(Problem to solve) The answer must consist of each line of the records below that contains the string "EvalSet".

Data items
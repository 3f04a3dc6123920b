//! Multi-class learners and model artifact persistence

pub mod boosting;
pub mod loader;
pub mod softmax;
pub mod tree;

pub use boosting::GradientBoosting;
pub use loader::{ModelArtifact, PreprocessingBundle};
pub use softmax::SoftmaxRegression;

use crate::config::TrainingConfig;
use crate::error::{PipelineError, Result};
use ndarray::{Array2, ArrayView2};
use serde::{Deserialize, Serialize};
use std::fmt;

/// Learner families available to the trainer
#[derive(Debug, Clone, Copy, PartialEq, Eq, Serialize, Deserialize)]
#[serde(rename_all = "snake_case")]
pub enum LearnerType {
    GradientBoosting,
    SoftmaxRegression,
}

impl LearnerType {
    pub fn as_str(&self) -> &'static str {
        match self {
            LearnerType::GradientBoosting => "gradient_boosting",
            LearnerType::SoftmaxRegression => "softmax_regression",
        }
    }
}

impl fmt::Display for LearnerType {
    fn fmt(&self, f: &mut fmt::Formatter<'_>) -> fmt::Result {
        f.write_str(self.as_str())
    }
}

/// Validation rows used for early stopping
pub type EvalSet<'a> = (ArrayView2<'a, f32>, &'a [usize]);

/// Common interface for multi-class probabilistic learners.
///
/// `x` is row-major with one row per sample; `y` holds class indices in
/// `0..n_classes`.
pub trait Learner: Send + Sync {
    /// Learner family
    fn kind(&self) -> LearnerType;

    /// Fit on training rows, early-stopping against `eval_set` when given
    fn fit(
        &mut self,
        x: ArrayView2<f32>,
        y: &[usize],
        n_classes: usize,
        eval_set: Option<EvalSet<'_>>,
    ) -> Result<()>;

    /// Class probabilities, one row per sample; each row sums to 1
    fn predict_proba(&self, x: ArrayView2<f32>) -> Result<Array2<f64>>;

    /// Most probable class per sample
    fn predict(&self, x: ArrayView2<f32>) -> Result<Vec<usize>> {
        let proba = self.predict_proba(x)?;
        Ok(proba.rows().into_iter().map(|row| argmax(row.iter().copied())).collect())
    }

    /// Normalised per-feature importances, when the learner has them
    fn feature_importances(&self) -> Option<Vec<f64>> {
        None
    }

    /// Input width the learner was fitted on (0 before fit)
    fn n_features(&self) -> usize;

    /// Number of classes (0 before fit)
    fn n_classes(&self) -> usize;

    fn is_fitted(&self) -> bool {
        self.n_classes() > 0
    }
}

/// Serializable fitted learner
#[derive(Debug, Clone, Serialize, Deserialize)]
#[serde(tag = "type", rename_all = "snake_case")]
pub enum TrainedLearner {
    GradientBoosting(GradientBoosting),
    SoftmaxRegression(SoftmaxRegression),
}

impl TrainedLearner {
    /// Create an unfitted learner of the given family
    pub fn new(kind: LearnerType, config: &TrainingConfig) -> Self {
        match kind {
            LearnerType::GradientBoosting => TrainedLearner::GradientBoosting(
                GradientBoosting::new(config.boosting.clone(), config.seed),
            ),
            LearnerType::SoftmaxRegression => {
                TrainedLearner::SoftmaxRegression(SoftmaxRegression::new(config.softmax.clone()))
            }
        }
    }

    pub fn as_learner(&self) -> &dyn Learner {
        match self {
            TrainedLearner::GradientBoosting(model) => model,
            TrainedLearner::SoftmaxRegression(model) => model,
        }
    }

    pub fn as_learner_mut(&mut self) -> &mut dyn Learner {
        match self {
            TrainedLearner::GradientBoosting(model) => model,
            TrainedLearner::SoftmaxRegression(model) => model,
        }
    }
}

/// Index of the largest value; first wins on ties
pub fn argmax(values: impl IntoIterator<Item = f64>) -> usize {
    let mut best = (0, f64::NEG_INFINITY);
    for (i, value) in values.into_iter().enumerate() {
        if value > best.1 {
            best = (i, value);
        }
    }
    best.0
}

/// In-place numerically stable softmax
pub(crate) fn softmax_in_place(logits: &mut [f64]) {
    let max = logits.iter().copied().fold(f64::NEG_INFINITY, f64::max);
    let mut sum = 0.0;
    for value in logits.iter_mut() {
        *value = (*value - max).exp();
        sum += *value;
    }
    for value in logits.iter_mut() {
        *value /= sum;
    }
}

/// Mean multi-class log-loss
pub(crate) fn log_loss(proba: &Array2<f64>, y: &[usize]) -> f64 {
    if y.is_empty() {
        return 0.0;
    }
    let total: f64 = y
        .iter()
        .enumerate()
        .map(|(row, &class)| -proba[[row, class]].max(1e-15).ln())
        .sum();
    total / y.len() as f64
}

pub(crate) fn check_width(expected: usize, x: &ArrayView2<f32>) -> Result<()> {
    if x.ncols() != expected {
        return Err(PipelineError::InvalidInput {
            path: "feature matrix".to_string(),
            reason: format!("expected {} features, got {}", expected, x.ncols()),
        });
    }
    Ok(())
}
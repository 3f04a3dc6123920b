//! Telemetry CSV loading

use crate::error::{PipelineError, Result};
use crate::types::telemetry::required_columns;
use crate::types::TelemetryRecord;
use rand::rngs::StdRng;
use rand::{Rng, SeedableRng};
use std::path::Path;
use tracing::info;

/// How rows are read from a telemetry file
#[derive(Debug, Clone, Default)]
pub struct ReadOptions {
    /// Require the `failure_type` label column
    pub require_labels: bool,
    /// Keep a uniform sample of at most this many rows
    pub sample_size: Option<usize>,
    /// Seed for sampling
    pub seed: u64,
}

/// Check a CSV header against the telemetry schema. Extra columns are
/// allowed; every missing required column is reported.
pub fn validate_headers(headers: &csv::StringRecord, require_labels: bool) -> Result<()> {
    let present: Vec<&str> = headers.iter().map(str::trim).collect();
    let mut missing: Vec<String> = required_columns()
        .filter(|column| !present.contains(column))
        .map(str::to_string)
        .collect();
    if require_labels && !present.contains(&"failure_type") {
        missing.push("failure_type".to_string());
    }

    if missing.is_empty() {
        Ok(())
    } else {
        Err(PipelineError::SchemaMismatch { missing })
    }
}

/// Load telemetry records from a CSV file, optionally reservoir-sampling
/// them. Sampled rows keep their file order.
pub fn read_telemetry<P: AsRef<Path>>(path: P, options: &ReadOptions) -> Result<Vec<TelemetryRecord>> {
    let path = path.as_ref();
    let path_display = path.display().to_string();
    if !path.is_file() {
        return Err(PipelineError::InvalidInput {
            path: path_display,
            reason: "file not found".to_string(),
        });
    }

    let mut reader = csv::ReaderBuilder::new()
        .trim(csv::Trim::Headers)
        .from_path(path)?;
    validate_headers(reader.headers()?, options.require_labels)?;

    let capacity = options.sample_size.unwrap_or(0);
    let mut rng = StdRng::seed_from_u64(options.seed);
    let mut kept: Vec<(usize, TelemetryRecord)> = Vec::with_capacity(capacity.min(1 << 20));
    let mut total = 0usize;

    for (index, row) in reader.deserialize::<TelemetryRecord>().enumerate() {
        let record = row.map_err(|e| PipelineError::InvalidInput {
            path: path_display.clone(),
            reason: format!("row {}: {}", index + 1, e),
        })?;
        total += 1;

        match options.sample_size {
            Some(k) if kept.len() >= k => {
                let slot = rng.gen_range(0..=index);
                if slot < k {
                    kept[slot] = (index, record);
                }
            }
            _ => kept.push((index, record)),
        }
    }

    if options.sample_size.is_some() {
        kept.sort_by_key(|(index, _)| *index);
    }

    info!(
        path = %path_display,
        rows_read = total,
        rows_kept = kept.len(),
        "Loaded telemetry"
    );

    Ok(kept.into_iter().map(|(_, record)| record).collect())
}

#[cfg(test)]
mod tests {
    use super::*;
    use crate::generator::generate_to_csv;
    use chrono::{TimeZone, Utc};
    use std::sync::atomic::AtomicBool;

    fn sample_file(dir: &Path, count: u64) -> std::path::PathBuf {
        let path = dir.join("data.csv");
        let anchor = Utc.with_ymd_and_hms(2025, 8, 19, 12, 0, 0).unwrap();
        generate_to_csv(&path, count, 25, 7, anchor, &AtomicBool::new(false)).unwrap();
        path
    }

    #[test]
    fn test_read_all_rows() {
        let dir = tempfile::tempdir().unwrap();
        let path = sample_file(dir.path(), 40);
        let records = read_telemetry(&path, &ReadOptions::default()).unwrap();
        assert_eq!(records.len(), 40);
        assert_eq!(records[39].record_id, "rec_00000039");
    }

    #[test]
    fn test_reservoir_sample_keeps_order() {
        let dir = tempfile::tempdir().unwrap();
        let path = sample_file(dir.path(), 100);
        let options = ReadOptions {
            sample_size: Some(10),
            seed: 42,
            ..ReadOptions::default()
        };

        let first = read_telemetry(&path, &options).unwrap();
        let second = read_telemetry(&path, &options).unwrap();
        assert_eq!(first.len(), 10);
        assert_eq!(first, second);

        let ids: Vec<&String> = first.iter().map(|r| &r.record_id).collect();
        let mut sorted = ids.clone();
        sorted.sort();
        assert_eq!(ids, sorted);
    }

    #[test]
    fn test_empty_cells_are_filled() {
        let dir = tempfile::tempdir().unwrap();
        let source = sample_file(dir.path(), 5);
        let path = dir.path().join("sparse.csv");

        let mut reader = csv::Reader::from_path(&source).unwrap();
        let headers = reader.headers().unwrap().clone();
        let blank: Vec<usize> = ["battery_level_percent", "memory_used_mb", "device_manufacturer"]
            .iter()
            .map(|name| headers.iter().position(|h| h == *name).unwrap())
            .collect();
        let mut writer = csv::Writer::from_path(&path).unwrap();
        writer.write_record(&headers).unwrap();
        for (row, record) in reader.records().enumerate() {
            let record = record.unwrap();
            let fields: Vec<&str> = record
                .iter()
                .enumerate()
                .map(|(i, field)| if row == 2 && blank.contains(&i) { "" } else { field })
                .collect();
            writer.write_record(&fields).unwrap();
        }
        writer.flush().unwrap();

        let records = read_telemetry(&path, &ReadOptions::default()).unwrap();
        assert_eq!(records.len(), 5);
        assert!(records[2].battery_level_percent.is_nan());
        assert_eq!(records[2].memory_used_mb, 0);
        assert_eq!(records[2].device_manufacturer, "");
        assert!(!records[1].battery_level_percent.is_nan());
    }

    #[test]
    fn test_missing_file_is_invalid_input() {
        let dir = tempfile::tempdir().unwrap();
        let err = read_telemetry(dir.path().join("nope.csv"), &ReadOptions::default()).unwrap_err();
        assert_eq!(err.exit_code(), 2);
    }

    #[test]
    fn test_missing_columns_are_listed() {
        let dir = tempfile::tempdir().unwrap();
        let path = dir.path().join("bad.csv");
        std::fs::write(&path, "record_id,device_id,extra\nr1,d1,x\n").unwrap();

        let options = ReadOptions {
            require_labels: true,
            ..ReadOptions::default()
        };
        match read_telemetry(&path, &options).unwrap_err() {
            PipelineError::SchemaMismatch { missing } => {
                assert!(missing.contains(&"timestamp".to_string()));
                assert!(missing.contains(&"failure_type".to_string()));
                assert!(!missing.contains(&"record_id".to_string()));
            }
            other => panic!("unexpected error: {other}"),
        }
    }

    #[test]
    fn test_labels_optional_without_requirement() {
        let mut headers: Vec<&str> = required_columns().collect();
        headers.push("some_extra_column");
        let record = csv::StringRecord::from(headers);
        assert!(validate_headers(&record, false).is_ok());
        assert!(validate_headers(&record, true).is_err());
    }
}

(Answer)
pub type EvalSet<'a> = (ArrayView2<'a, f32>, &'a [usize]);
        eval_set: Option<EvalSet<'_>>,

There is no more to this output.